In summary, however, we hold that the district court erred in ruling that Fireman's obligation to Nordstrom relating to the putative insurance policy at issue was fully discharged by Nordstrom's failure to seek leave to file a supplemental complaint after the first garnishment summons. Instead, only Fireman's "retention obligation" was discharged, although it is unclear what that term means with respect to a putative insurance policy when the insurance company denies that any such policy is in effect.
We next address Nordstrom's appeal from the district court's grant of summary judgment to Fireman's in the declaratory-judgment action on the ground that Nordstrom's failure to move for leave to file a supplemental complaint discharged Fireman's from any obligation it might have had to Nordstrom based on the Miller-Shugart settlement agreement.
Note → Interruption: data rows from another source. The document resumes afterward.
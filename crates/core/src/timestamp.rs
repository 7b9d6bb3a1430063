//! Microsecond-precision timestamp type
//!
//! Version records carry a wall-clock timestamp recording when they were
//! appended. The timestamp participates only in garbage collection; logical
//! ordering always comes from `TxId`, never from real time.
//!
//! Timestamps are stored as microseconds since Unix epoch. Raw arithmetic is
//! not exposed; pruning only ever asks "how long ago", via the saturating
//! elapsed-time helper.

use serde::{Deserialize, Serialize};
use std::time::{Duration, SystemTime, UNIX_EPOCH};

/// Microsecond-precision wall-clock timestamp.
#[derive(Debug, Clone, Copy, PartialEq, Eq, PartialOrd, Ord, Hash, Serialize, Deserialize)]
pub struct Timestamp(u64);

impl Timestamp {
    /// Create a timestamp for the current moment.
    ///
    /// Uses system time. Returns the epoch if the system clock reads before
    /// Unix epoch (e.g. after an NTP step backwards).
    pub fn now() -> Self {
        let duration = SystemTime::now()
            .duration_since(UNIX_EPOCH)
            .unwrap_or_default();
        Timestamp(duration.as_micros() as u64)
    }

    /// Create a timestamp from microseconds since epoch.
    #[inline]
    pub const fn from_micros(micros: u64) -> Self {
        Timestamp(micros)
    }

    /// Elapsed time since `earlier`, or zero when `earlier` is in the future.
    pub fn saturating_duration_since(&self, earlier: Timestamp) -> Duration {
        Duration::from_micros(self.0.saturating_sub(earlier.0))
    }
}
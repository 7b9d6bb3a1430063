//! # StrandDB
//!
//! An in-memory transactional key-value engine with multi-version
//! concurrency control.
//!
//! Direct `set`/`get`/`delete` calls each act as their own committed
//! transaction. Explicit transactions stage a batch of writes and commit
//! atomically under an optimistic first-committer-wins rule, reading from a
//! repeatable-read snapshot fixed when the transaction opened. A background
//! cleaner prunes version history older than the configured retention
//! window.
//!
//! # Quick Start
//!
//! ```
//! use stranddb::{Database, Value};
//!
//! let db = Database::new();
//!
//! // Direct writes are immediately visible.
//! db.set("user:name", "Alice");
//! assert_eq!(db.get("user:name"), Some(Value::from("Alice")));
//!
//! // Transactions stage writes and see a fixed snapshot.
//! let tx = db.begin();
//! tx.set("user:name", "Bob").unwrap();
//! assert_eq!(db.get("user:name"), Some(Value::from("Alice")));
//! tx.commit().unwrap();
//! assert_eq!(db.get("user:name"), Some(Value::from("Bob")));
//! ```
//!
//! # Concurrency Model
//!
//! Commits are serialised by a coarse store lock; snapshot reads take only
//! the per-key chain lock, so readers on distinct keys never contend. A
//! commit that loses a race returns a conflict error and leaves the
//! transaction open with its staged writes intact for retry.
//!
//! # What This Is Not
//!
//! There is no durability (no log, no disk), no distribution, and no
//! isolation stronger than repeatable read. Values are opaque bytes.
//!
//! Internal crates (core, storage, concurrency, engine) back this facade;
//! the re-exports here are the stable surface.

pub use strand_concurrency::{MemStore, StoreStats, Transaction};
pub use strand_core::{Config, Error, Key, Result, TxId, Value};
pub use strand_engine::{Database, VersionCleaner};
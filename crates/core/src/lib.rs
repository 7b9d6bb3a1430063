//! Core types for Strand
//!
//! This crate defines the foundational types used throughout the engine:
//! - TxId: Monotonic transaction identifier and logical timestamp
//! - Key / Value: Opaque byte-string identifier and payload
//! - Timestamp: Wall-clock instant used only by garbage collection
//! - Config: Retention and pruning cadence knobs
//! - Error: Unified error enum

#![warn(missing_docs)]
#![warn(clippy::all)]

pub mod config;
pub mod error;
pub mod timestamp;
pub mod types;

pub use config::Config;
pub use error::{Error, Result};
pub use timestamp::Timestamp;
pub use types::{Key, TxId, Value};
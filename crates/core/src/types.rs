//! Core types for the Strand engine
//!
//! This module defines the foundational types:
//! - TxId: Monotonic transaction identifier, doubling as a logical timestamp
//! - Key: Opaque byte-string identifier, compared by equality only
//! - Value: Opaque owned payload, never interpreted by the engine

use serde::{Deserialize, Serialize};
use std::borrow::Borrow;
use std::fmt;

/// Identifier of a transaction, allocated from the store's monotonic counter.
///
/// Every state-changing event draws a fresh `TxId`: opening a transaction, a
/// direct set, a direct delete, and the apply step of a commit. Because the
/// counter only advances while the store lock is held, `TxId`s are unique and
/// totally ordered, which lets them double as the logical timestamps that
/// order versions within a chain.
#[derive(
    Debug, Clone, Copy, PartialEq, Eq, PartialOrd, Ord, Hash, Serialize, Deserialize, Default,
)]
pub struct TxId(u64);

impl TxId {
    /// The zero id. No allocated transaction ever carries it; it sorts before
    /// every real id.
    pub const ZERO: TxId = TxId(0);

    /// Wrap a raw counter value.
    #[inline]
    pub const fn from_u64(raw: u64) -> Self {
        TxId(raw)
    }

    /// Get the raw counter value.
    #[inline]
    pub const fn as_u64(&self) -> u64 {
        self.0
    }
}

impl fmt::Display for TxId {
    fn fmt(&self, f: &mut fmt::Formatter<'_>) -> fmt::Result {
        write!(f, "{}", self.0)
    }
}

/// An opaque key.
///
/// Keys are arbitrary byte-strings compared by equality and hash only; the
/// engine imposes no ordering and attaches no meaning to their contents.
#[derive(Clone, PartialEq, Eq, Hash, Serialize, Deserialize)]
pub struct Key(Vec<u8>);

impl Key {
    /// View the key as raw bytes.
    #[inline]
    pub fn as_bytes(&self) -> &[u8] {
        &self.0
    }

    /// Consume the key, returning the underlying bytes.
    #[inline]
    pub fn into_bytes(self) -> Vec<u8> {
        self.0
    }
}

impl Borrow<[u8]> for Key {
    fn borrow(&self) -> &[u8] {
        &self.0
    }
}

impl From<Vec<u8>> for Key {
    fn from(bytes: Vec<u8>) -> Self {
        Key(bytes)
    }
}

impl From<&[u8]> for Key {
    fn from(bytes: &[u8]) -> Self {
        Key(bytes.to_vec())
    }
}

impl From<String> for Key {
    fn from(s: String) -> Self {
        Key(s.into_bytes())
    }
}

impl From<&str> for Key {
    fn from(s: &str) -> Self {
        Key(s.as_bytes().to_vec())
    }
}

impl fmt::Debug for Key {
    fn fmt(&self, f: &mut fmt::Formatter<'_>) -> fmt::Result {
        write!(f, "Key({})", String::from_utf8_lossy(&self.0))
    }
}

impl fmt::Display for Key {
    fn fmt(&self, f: &mut fmt::Formatter<'_>) -> fmt::Result {
        write!(f, "{}", String::from_utf8_lossy(&self.0))
    }
}

/// An opaque value payload.
///
/// The engine stores and returns values verbatim. Deletion is represented by
/// a tombstone version record, never by a sentinel value.
#[derive(Clone, PartialEq, Eq, Serialize, Deserialize)]
pub struct Value(Vec<u8>);

impl Value {
    /// View the payload as raw bytes.
    #[inline]
    pub fn as_bytes(&self) -> &[u8] {
        &self.0
    }

    /// Consume the value, returning the underlying bytes.
    #[inline]
    pub fn into_bytes(self) -> Vec<u8> {
        self.0
    }

    /// Payload length in bytes.
    #[inline]
    pub fn len(&self) -> usize {
        self.0.len()
    }

    /// Whether the payload is empty. An empty value is still a present value.
    #[inline]
    pub fn is_empty(&self) -> bool {
        self.0.is_empty()
    }
}

impl From<Vec<u8>> for Value {
    fn from(bytes: Vec<u8>) -> Self {
        Value(bytes)
    }
}

impl From<&[u8]> for Value {
    fn from(bytes: &[u8]) -> Self {
        Value(bytes.to_vec())
    }
}

impl From<String> for Value {
    fn from(s: String) -> Self {
        Value(s.into_bytes())
    }
}

impl From<&str> for Value {
    fn from(s: &str) -> Self {
        Value(s.as_bytes().to_vec())
    }
}

impl fmt::Debug for Value {
    fn fmt(&self, f: &mut fmt::Formatter<'_>) -> fmt::Result {
        write!(f, "Value({})", String::from_utf8_lossy(&self.0))
    }
}
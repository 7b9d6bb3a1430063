//! The transactional store
//!
//! `MemStore` owns the key → version-chain map, the write-sets of all open
//! transactions, the monotonic transaction counter, and the coarse store lock
//! that serialises commits and structural changes.
//!
//! ## Locking
//!
//! Two lock tiers with a fixed acquisition order: store lock, then write-set
//! lock, then at most one chain lock.
//!
//! - The store lock (`commit_lock`) serialises everything that allocates a
//!   `TxId` or changes transaction lifecycle state: begin, direct set/delete,
//!   commit, abort, and pruning. Holding it across commit's validate and
//!   apply steps is what makes validation results trustworthy at apply time.
//! - Each chain carries its own RwLock, so snapshot reads and direct gets on
//!   distinct keys run in parallel. The chain map itself is a `DashMap`,
//!   which is why direct `get` needs no store lock at all.
//!
//! Write-set handles are cloned out of their map entry before locking, so no
//! map shard lock is ever held while a write-set or chain lock is taken.
//!
//! ## Commit protocol
//!
//! Validation is optimistic and first-committer-wins: a transaction opened at
//! id `t` commits only if no staged key's chain has advanced past `t`. The
//! apply step then allocates one fresh id and stamps every staged intent with
//! it, giving the commit a single atomic logical timestamp. A rejected commit
//! changes nothing; the store state and the write-set both survive for the
//! caller to retry.

use crate::transaction::Transaction;
use crate::write_set::{Intent, WriteSet};
use dashmap::DashMap;
use parking_lot::Mutex;
use std::sync::atomic::{AtomicU64, Ordering};
use std::sync::Arc;
use strand_core::{Config, Error, Key, Result, Timestamp, TxId, Value};
use strand_storage::{Version, VersionChain};
use tracing::{debug, info, warn};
A motion for summary judgment will be granted when there are no genuine issues of material fact and a party is entitled to judgment as a matter of law. Fabio v. Bellomo, 504 N.W.2d 758, 761 (Minn.1993).
Declaratory judgment is available to resolve the issue of whether insurance coverage is available to indemnify an insured. See State v. Joseph, 636 N.W.2d 322, 329 (Minn.2001) (holding that earlier declaratory judgment barred relitigation of coverage issue in later garnishment proceeding). Because we have held that Fireman's obligation under the putative insurance policy was not discharged by operation of section 571.79(a), the summary judgment, which was based on the determination that Fireman's obligation had been fully discharged, must be reversed.
DECISION
The district court's denial of Nordstrom's motion for leave to file a supplemental complaint in the second garnishment action and its grant of summary judgment in the declaratory-judgment action are reversed, and we remand for further proceedings consistent with this opinion.
Reversed and remanded.
NOTES
[1] In the same act the legislature modified former section 571.80 and recodified it as section 571.79, paragraph (h). 2000 Minn. Laws ch. 405, §§ 20, 25.
[2] Lynch addressed section 571.79(b), which applied, and still applies, when the garnishee discloses that it is indebted to the debtor, while this case involves paragraph 571.79(a), which applies when the garnishee discloses that it is not indebted to the debtor. Paragraphs (a) and (b) used, and still use, nearly identical language in providing that such disclosure is conclusive against the creditor and discharges any further obligation to the creditor, except to retain any non-exempt money and property that was disclosed.